CA water rights hit hard
After floating the possibility for months, authorities followed through on threatened curtailments on California’s most senior water rights holders.
“The action by the State Water Resources Control Board, after weeks of warnings, affects 114 different water-rights holders in the Sacramento and San Joaquin river watersheds, as well as the Delta region,” the Sacramento Bee reported. Not since 1977 have restrictions dug so deep into the state’s so-called riparian rights system.
Only the beginning
State officials told the New York Times that further restrictions are all but a foregone conclusion, with reassessments to be conducted on a weekly basis.
“The reductions announced Friday apply to more than 100 water right holders in the San Joaquin and Sacramento watersheds and delta whose claims to water came after 1903,” reported the Times. “While the cuts will fall primarily on farmers, some will affect small city and municipal agencies, as well as state agencies that supply water for agricultural and environmental use. Water can still be used for hydropower production, as long as the water is returned to rivers.”
Despite the blanket expansion of cuts, some rights holders fared better than others. San Francisco, where rights date to 1901, avoided the strictures for now. Meanwhile, in the state’s agricultural heartland, the pain was sharply felt. According to the Bee, residents drawing water from the federal Central Valley Project and the State Water Project “have lost about one-third of their water this year. The University of California, Davis, estimates that more than 560,000 acres of farmland will sit idle.”
A different future
Deep into the most serious and protracted challenge of his time in office, Gov. Jerry Brown has tightened the taps with a methodical urgency and a quintessentially Californian sort of spirituality. In recent remarks for the Los Angeles Times, Brown took a cosmic view of California’s future, weaving conservationism and futurism together in an extended metaphor of “spaceship Earth.”

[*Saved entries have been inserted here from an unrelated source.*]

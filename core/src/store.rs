//! Persistence error type shared by every ledger implementation.
//!
//! The ledger is the durable record store behind the marketplace. Implementations
//! (in-memory for tests and development, `PostgreSQL` for production) all report
//! failures through [`StoreError`] so that callers can tell a lost optimistic-concurrency
//! race apart from an infrastructure failure.

use crate::version::Version;
use std::future::Future;
use std::pin::Pin;
use thiserror::Error;

/// Boxed future returned by dyn-compatible store traits.
///
/// Store traits return `BoxFuture` instead of using `async fn` so they can be used as
/// trait objects (`Arc<dyn LedgerStore>`).
pub type BoxFuture<'a, T> = Pin<Box<dyn Future<Output = T> + Send + 'a>>;

/// Errors that can occur during ledger operations.
#[derive(Error, Debug, Clone, PartialEq, Eq)]
pub enum StoreError {
    /// Optimistic concurrency conflict: the record moved on since it was read.
    ///
    /// Another writer updated the record between our read and our write. The caller
    /// must reload and re-evaluate instead of overwriting.
    #[error("Concurrency conflict on {record}: expected version {expected}, found {actual}")]
    ConcurrencyConflict {
        /// Record identifier (e.g. `booking:<uuid>`).
        record: String,
        /// The version the writer read.
        expected: Version,
        /// The version currently stored.
        actual: Version,
    },

    /// The record to update does not exist.
    #[error("Record not found: {0}")]
    RecordNotFound(String),

    /// A record with the same identity already exists.
    #[error("Duplicate record: {0}")]
    Duplicate(String),

    /// Database connection or query error.
    #[error("Database error: {0}")]
    DatabaseError(String),

    /// A stored value could not be decoded.
    #[error("Serialization error: {0}")]
    SerializationError(String),
}

impl StoreError {
    /// True when this error is a lost optimistic-concurrency race.
    #[must_use]
    pub const fn is_conflict(&self) -> bool {
        matches!(self, Self::ConcurrencyConflict { .. })
    }
}
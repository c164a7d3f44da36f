//! Tour booking marketplace server.
//!
//! This binary:
//! - Loads configuration from the environment (and `.env`)
//! - Starts the Prometheus exporter
//! - Opens the ledger (`PostgreSQL` with migrations, or in-memory)
//! - Starts the completion sweeper
//! - Serves the HTTP API until Ctrl+C or SIGTERM
//!
//! # Usage
//!
//! ```bash
//! # In-memory ledger with demo data
//! LEDGER_SEED_DEMO=true cargo run --bin tourbook-server
//!
//! # PostgreSQL
//! LEDGER_BACKEND=postgres DATABASE_URL=postgres://... cargo run --bin tourbook-server
//! ```

use chrono::Duration as ChronoDuration;
use std::net::SocketAddr;
use std::sync::Arc;
use std::time::Duration;
use tourbook_core::environment::{Clock, SystemClock};
use tourbook_marketplace::{
    booking::{BookingEnvironment, BookingService},
    config::{Config, LedgerBackend},
    identity::{issue_token, JwtIdentityProvider},
    ledger::{InMemoryLedger, LedgerAggregates, LedgerStore, PostgresLedger},
    metrics,
    server::{build_router, shutdown_signal, AppState},
    stats::PlatformAggregator,
    sweeper,
    types::{Actor, Role},
};
use tracing::{info, warn};
use tracing_subscriber::{layer::SubscriberExt, util::SubscriberInitExt};

#[tokio::main]
async fn main() -> Result<(), Box<dyn std::error::Error>> {
    // Load .env file
    let _ = dotenvy::dotenv();

    let config = Config::from_env()?;

    tracing_subscriber::registry()
        .with(
            tracing_subscriber::EnvFilter::try_from_default_env()
                .unwrap_or_else(|_| config.server.log_level.clone().into()),
        )
        .with(tracing_subscriber::fmt::layer())
        .init();

    info!("Starting tour booking marketplace");
    info!(
        backend = ?config.ledger.backend,
        commission_percent = config.settlement.commission_percent,
        sweep_interval_secs = config.sweep.interval_secs,
        "Configuration loaded"
    );

    let metrics_addr: SocketAddr = config.metrics_addr().parse()?;
    metrics::install_prometheus(metrics_addr)?;

    let clock: Arc<dyn Clock> = Arc::new(SystemClock);
    let (ledger, aggregates) = open_ledger(&config, clock.as_ref()).await?;

    let env = BookingEnvironment::new(clock.clone(), config.settlement);
    let bookings = Arc::new(BookingService::new(ledger.clone(), env));
    let stats = Arc::new(
        PlatformAggregator::new(aggregates, clock)
            .with_policy(config.settlement)
            .with_series_months(config.stats.series_months),
    );
    let identity = Arc::new(JwtIdentityProvider::new(config.auth.jwt_secret.as_bytes()));

    let state = AppState::new(
        bookings.clone(),
        stats,
        ledger,
        identity,
        config.auth.webhook_secret.as_bytes(),
    );

    let sweeper = sweeper::spawn(bookings, config.sweep);

    let app = build_router(state);
    let addr = config.server_addr();
    let listener = tokio::net::TcpListener::bind(&addr).await?;
    info!(address = %addr, "Server listening");

    axum::serve(listener, app)
        .with_graceful_shutdown(shutdown_signal())
        .await?;

    if let Some(sweeper) = sweeper {
        let timeout = Duration::from_secs(config.server.shutdown_timeout);
        if tokio::time::timeout(timeout, sweeper.shutdown()).await.is_err() {
            warn!(timeout_secs = timeout.as_secs(), "Sweeper did not stop in time");
        }
    }

    info!("Server stopped");
    Ok(())
}

type Ledgers = (Arc<dyn LedgerStore>, Arc<dyn LedgerAggregates>);

async fn open_ledger(
    config: &Config,
    clock: &dyn Clock,
) -> Result<Ledgers, Box<dyn std::error::Error>> {
    match config.ledger.backend {
        LedgerBackend::Postgres => {
            info!("Connecting to PostgreSQL ledger...");
            let ledger = Arc::new(PostgresLedger::connect(&config.ledger.database).await?);
            ledger.migrate().await?;
            info!("PostgreSQL ledger ready");
            let store: Arc<dyn LedgerStore> = ledger.clone();
            let aggregates: Arc<dyn LedgerAggregates> = ledger;
            Ok((store, aggregates))
        },
        LedgerBackend::Memory => {
            warn!("Using the in-memory ledger; data is lost on restart");
            let ledger = Arc::new(InMemoryLedger::new());
            if config.ledger.seed_demo {
                let seed = ledger.seed_demo(clock.now())?;
                let expires_at = clock.now() + ChronoDuration::hours(24);
                let secret = config.auth.jwt_secret.as_bytes();
                for (label, id, role) in [
                    ("guide", seed.guide, Role::Guide),
                    ("tourist", seed.tourist, Role::Tourist),
                    ("admin", seed.admin, Role::Admin),
                ] {
                    let token = issue_token(secret, Actor::new(id, role), expires_at)?;
                    info!(user = label, user_id = %id, token = %token, "Demo user");
                }
                info!(tour_id = %seed.tour, guide_id = %seed.guide, "Demo tour");
            }
            let store: Arc<dyn LedgerStore> = ledger.clone();
            let aggregates: Arc<dyn LedgerAggregates> = ledger;
            Ok((store, aggregates))
        },
    }
}
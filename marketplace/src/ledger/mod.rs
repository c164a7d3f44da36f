//! The ledger: durable records behind the marketplace.
//!
//! Two traits split the contract by access pattern:
//!
//! - [`LedgerStore`]: point reads and conditional writes used by the booking lifecycle
//! - [`LedgerAggregates`]: read-only counts, sums and monthly groupings used by the
//!   platform statistics
//!
//! Both are dyn-compatible (`Arc<dyn LedgerStore>`), returning [`BoxFuture`]s.
//!
//! Writes to a booking are conditional on the version the writer read. A mismatch is
//! reported as [`StoreError::ConcurrencyConflict`] and nothing is written.

mod memory;
mod postgres;

pub use memory::{DemoSeed, InMemoryLedger};
pub use postgres::PostgresLedger;

use crate::types::{
    Booking, BookingId, BookingStatus, Money, PaymentStatus, Role, Tour, TourId, User, UserFlags,
    UserId,
};
use chrono::{DateTime, Datelike, Utc};
use serde::{Deserialize, Serialize};
use tourbook_core::{BoxFuture, StoreError, Version};

/// Half-open time range `[start, end)`.
#[derive(Clone, Copy, Debug, PartialEq, Eq, Serialize, Deserialize)]
pub struct TimeWindow {
    /// Inclusive start
    pub start: DateTime<Utc>,
    /// Exclusive end
    pub end: DateTime<Utc>,
}

impl TimeWindow {
    /// Create a window.
    #[must_use]
    pub const fn new(start: DateTime<Utc>, end: DateTime<Utc>) -> Self {
        Self { start, end }
    }

    /// True when `at` falls inside the window.
    #[must_use]
    pub fn contains(&self, at: DateTime<Utc>) -> bool {
        self.start <= at && at < self.end
    }
}

/// Which users to count. Unset fields match everything.
#[derive(Clone, Copy, Debug, Default, PartialEq, Eq)]
pub struct UserFilter {
    /// Only this role
    pub role: Option<Role>,
    /// Only users registered inside this window
    pub created: Option<TimeWindow>,
}

impl UserFilter {
    /// True when the user matches.
    #[must_use]
    pub fn matches(&self, user: &User) -> bool {
        self.role.is_none_or(|role| user.role == role)
            && self.created.is_none_or(|w| w.contains(user.created_at))
    }
}

/// Which tours to count.
#[derive(Clone, Copy, Debug, Default, PartialEq, Eq)]
pub struct TourFilter {
    /// Only tours with this `is_active` flag
    pub active: Option<bool>,
}

impl TourFilter {
    /// True when the tour matches.
    #[must_use]
    pub fn matches(&self, tour: &Tour) -> bool {
        self.active.is_none_or(|active| tour.is_active == active)
    }
}

/// Which bookings to count or sum.
#[derive(Clone, Debug, Default, PartialEq, Eq)]
pub struct BookingFilter {
    /// Any of these statuses; empty matches all
    pub statuses: Vec<BookingStatus>,
    /// Only this payment status
    pub payment_status: Option<PaymentStatus>,
    /// Only bookings created inside this window
    pub created: Option<TimeWindow>,
}

impl BookingFilter {
    /// All bookings.
    #[must_use]
    pub fn all() -> Self {
        Self::default()
    }

    /// Bookings in one of `statuses`.
    #[must_use]
    pub fn with_statuses(statuses: &[BookingStatus]) -> Self {
        Self {
            statuses: statuses.to_vec(),
            ..Self::default()
        }
    }

    /// Completed and paid: the bookings that count as revenue.
    #[must_use]
    pub fn revenue() -> Self {
        Self {
            statuses: vec![BookingStatus::Completed],
            payment_status: Some(PaymentStatus::Paid),
            created: None,
        }
    }

    /// Restrict to bookings created inside `window`.
    #[must_use]
    pub fn created_in(mut self, window: TimeWindow) -> Self {
        self.created = Some(window);
        self
    }

    /// True when the booking matches.
    #[must_use]
    pub fn matches(&self, booking: &Booking) -> bool {
        (self.statuses.is_empty() || self.statuses.contains(&booking.status))
            && self.payment_status.is_none_or(|p| booking.payment_status == p)
            && self.created.is_none_or(|w| w.contains(booking.created_at))
    }
}

/// A calendar month in UTC.
#[derive(Clone, Copy, Debug, PartialEq, Eq, PartialOrd, Ord, Hash, Serialize, Deserialize)]
pub struct YearMonth {
    /// Calendar year
    pub year: i32,
    /// Month, 1 through 12
    pub month: u32,
}

impl YearMonth {
    /// The month containing `at`.
    #[must_use]
    pub fn of(at: DateTime<Utc>) -> Self {
        Self {
            year: at.year(),
            month: at.month(),
        }
    }
}

/// Users registered in one month.
#[derive(Clone, Copy, Debug, PartialEq, Eq, Serialize, Deserialize)]
pub struct MonthlyCount {
    /// Calendar year
    pub year: i32,
    /// Month, 1 through 12
    pub month: u32,
    /// Registrations
    pub count: u64,
}

/// Revenue from completed, paid bookings created in one month.
#[derive(Clone, Copy, Debug, PartialEq, Eq, Serialize, Deserialize)]
pub struct MonthlyRevenue {
    /// Calendar year
    pub year: i32,
    /// Month, 1 through 12
    pub month: u32,
    /// Sum of booking totals
    pub revenue: Money,
    /// Number of bookings behind `revenue`
    pub bookings: u64,
}

/// Record access for the booking lifecycle.
pub trait LedgerStore: Send + Sync {
    /// Load a user.
    fn get_user(&self, id: UserId) -> BoxFuture<'_, Result<Option<User>, StoreError>>;

    /// Load a tour.
    fn get_tour(&self, id: TourId) -> BoxFuture<'_, Result<Option<Tour>, StoreError>>;

    /// Load a booking.
    fn get_booking(&self, id: BookingId) -> BoxFuture<'_, Result<Option<Booking>, StoreError>>;

    /// Persist a new booking. Fails with [`StoreError::Duplicate`] if the id is taken.
    fn create_booking(&self, booking: Booking) -> BoxFuture<'_, Result<(), StoreError>>;

    /// Replace a booking if its stored version is still `expected`.
    ///
    /// Returns the stored booking, whose version is `expected.next()`.
    fn update_booking(
        &self,
        booking: Booking,
        expected: Version,
    ) -> BoxFuture<'_, Result<Booking, StoreError>>;

    /// Confirmed bookings whose tour date is at or before `now`, oldest first.
    fn due_for_completion(
        &self,
        now: DateTime<Utc>,
        limit: usize,
    ) -> BoxFuture<'_, Result<Vec<Booking>, StoreError>>;

    /// Apply admin account flags. Fails with [`StoreError::RecordNotFound`] for unknown users.
    fn update_user_flags(&self, id: UserId, flags: UserFlags)
    -> BoxFuture<'_, Result<User, StoreError>>;

    /// Cheap connectivity check.
    fn ping(&self) -> BoxFuture<'_, Result<(), StoreError>>;
}

/// Read-only aggregates for platform statistics.
pub trait LedgerAggregates: Send + Sync {
    /// Count users.
    fn count_users(&self, filter: UserFilter) -> BoxFuture<'_, Result<u64, StoreError>>;

    /// Count tours.
    fn count_tours(&self, filter: TourFilter) -> BoxFuture<'_, Result<u64, StoreError>>;

    /// Count bookings.
    fn count_bookings(&self, filter: BookingFilter) -> BoxFuture<'_, Result<u64, StoreError>>;

    /// Sum `total_amount` over bookings.
    fn sum_booking_amounts(&self, filter: BookingFilter) -> BoxFuture<'_, Result<Money, StoreError>>;

    /// Registrations per month since `since`, most recent month first.
    fn users_by_month(
        &self,
        since: DateTime<Utc>,
    ) -> BoxFuture<'_, Result<Vec<MonthlyCount>, StoreError>>;

    /// Revenue per month (by booking creation) since `since`, most recent month first.
    fn revenue_by_month(
        &self,
        since: DateTime<Utc>,
    ) -> BoxFuture<'_, Result<Vec<MonthlyRevenue>, StoreError>>;
}

fn booking_key(id: BookingId) -> String {
    format!("booking:{id}")
}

“We are altering this planet with this incredible power of science, technology and economic advance. If California is going to have 50 million people, they’re not going to live the same way the native people lived, much less the way people do today,” said Brown. “You have to find a more elegant way of relating to material things. You have to use them with greater sensitivity and sophistication.”
But Brown affirmed that residents will have to pay for their enlightened approach to growth. “A lot of heavy lifting will be done by local water districts, and that will show up in your water bill,” he told the Times.
To the courts
Not all Californians, of course, share Brown’s vision, or that of the Water Resources Control Board. The result, analysts predicted, would be a flood of litigation. “Within hours of the board’s announcement,” the Los Angeles Times recounted, “officials of the Oakdale Irrigation District in the San Joaquin Valley issued a statement saying that they were ready to seek a court injunction to put a hold on the curtailment.”
Their case appeared to hinge on claims that the WRCB used inadequate information on water use to overstep its regulatory authority. Oakdale Irrigation District chief Steve Knell suggested to the Times that California “doesn’t have the authority to manage pre-1914 rights, nor does the board have accurate data on diversions by junior rights holders.”
But the board blamed the cuts’ rough consequences on the state’s inflexible rights regime. “Those ordered to stop diverting from rivers and streams have other options, including tapping groundwater, buying water at rising costs, using previously stored water or leaving fields unplanted,” officials said, according to the Associated Press. WRCB executive director Thomas Howard was blunt: “It’s going to be different story for each one of them, and a struggle for all of them.”